*ASSIGNMENT*.
Your response should reproduce every line of the entries that contains the word "tokio".

Dataset entries
────────────────────
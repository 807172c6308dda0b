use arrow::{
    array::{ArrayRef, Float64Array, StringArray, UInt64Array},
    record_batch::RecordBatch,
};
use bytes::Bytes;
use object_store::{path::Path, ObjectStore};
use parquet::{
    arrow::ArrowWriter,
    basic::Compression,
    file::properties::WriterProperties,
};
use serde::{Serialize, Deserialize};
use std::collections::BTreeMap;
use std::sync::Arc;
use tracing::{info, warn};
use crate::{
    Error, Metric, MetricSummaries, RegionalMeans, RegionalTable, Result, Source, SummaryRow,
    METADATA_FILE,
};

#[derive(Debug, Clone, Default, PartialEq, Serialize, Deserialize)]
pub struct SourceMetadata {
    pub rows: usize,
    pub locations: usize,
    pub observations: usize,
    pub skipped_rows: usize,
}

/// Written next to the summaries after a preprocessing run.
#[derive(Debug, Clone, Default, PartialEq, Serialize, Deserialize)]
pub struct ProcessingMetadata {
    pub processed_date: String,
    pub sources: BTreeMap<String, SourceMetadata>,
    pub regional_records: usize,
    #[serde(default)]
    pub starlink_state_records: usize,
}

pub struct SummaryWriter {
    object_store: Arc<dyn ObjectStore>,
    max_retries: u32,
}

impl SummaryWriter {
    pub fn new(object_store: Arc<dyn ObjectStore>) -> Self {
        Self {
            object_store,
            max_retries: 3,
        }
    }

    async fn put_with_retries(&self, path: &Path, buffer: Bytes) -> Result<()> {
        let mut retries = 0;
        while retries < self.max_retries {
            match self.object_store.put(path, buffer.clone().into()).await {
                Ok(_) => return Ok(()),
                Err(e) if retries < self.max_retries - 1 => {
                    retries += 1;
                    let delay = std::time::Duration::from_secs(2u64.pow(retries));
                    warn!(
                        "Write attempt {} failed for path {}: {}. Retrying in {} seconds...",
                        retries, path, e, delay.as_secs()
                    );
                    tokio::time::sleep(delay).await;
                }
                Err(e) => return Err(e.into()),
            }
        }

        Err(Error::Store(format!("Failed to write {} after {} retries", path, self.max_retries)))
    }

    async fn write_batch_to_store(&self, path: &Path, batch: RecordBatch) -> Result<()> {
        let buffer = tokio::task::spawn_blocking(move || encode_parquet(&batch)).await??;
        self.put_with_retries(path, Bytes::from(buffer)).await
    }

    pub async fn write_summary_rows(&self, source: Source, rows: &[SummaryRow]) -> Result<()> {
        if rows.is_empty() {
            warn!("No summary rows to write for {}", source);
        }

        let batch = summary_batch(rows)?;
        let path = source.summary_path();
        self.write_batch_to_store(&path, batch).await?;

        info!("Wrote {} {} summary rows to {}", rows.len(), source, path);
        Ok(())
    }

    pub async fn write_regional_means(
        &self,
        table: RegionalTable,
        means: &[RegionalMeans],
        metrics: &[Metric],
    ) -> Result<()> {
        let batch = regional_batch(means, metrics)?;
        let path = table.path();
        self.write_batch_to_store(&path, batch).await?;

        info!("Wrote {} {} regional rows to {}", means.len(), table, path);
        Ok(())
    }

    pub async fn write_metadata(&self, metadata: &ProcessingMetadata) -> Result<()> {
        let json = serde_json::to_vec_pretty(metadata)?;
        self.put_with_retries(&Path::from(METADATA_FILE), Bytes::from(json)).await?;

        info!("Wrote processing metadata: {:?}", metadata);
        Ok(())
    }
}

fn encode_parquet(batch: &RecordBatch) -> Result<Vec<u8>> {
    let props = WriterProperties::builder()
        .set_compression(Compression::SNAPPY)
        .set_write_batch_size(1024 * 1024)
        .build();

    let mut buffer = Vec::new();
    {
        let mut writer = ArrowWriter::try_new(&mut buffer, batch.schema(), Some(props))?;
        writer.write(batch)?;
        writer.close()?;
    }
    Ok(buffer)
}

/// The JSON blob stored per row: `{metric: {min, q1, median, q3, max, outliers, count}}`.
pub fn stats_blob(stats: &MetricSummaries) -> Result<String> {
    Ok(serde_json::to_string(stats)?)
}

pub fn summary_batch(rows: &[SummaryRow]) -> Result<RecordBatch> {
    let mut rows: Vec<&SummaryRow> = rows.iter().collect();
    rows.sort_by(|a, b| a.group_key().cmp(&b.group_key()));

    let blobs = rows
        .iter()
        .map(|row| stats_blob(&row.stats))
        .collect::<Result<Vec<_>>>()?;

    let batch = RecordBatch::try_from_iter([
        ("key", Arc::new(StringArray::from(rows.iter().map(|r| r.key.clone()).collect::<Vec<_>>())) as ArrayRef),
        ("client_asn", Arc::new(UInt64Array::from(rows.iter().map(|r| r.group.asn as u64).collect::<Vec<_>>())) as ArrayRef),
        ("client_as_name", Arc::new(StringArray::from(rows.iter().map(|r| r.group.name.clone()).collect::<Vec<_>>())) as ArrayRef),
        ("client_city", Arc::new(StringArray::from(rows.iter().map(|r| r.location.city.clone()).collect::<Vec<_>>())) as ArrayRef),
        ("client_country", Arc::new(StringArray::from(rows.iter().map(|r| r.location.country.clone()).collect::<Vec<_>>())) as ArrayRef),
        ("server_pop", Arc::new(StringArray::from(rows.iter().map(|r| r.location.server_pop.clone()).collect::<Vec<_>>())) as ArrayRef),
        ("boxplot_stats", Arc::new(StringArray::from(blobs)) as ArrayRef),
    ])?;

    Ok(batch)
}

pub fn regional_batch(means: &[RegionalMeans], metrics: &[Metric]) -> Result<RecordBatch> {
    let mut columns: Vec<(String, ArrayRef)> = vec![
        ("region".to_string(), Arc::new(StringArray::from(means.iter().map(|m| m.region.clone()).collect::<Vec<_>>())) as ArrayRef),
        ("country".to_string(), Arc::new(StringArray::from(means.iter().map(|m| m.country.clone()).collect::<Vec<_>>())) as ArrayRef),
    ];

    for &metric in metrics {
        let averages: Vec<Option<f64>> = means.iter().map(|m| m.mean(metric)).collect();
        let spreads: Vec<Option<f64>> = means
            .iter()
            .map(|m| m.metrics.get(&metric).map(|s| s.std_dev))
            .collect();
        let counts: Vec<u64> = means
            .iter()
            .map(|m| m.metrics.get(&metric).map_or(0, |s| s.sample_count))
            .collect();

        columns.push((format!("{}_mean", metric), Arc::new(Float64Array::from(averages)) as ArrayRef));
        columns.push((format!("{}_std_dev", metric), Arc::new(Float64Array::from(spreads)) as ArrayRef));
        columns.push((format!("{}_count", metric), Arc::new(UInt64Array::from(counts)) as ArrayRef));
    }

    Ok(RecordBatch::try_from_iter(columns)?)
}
────────────────────
*RESULT*.
                    tokio::time::sleep(delay).await;
        let buffer = tokio::task::spawn_blocking(move || encode_parquet(&batch)).await??;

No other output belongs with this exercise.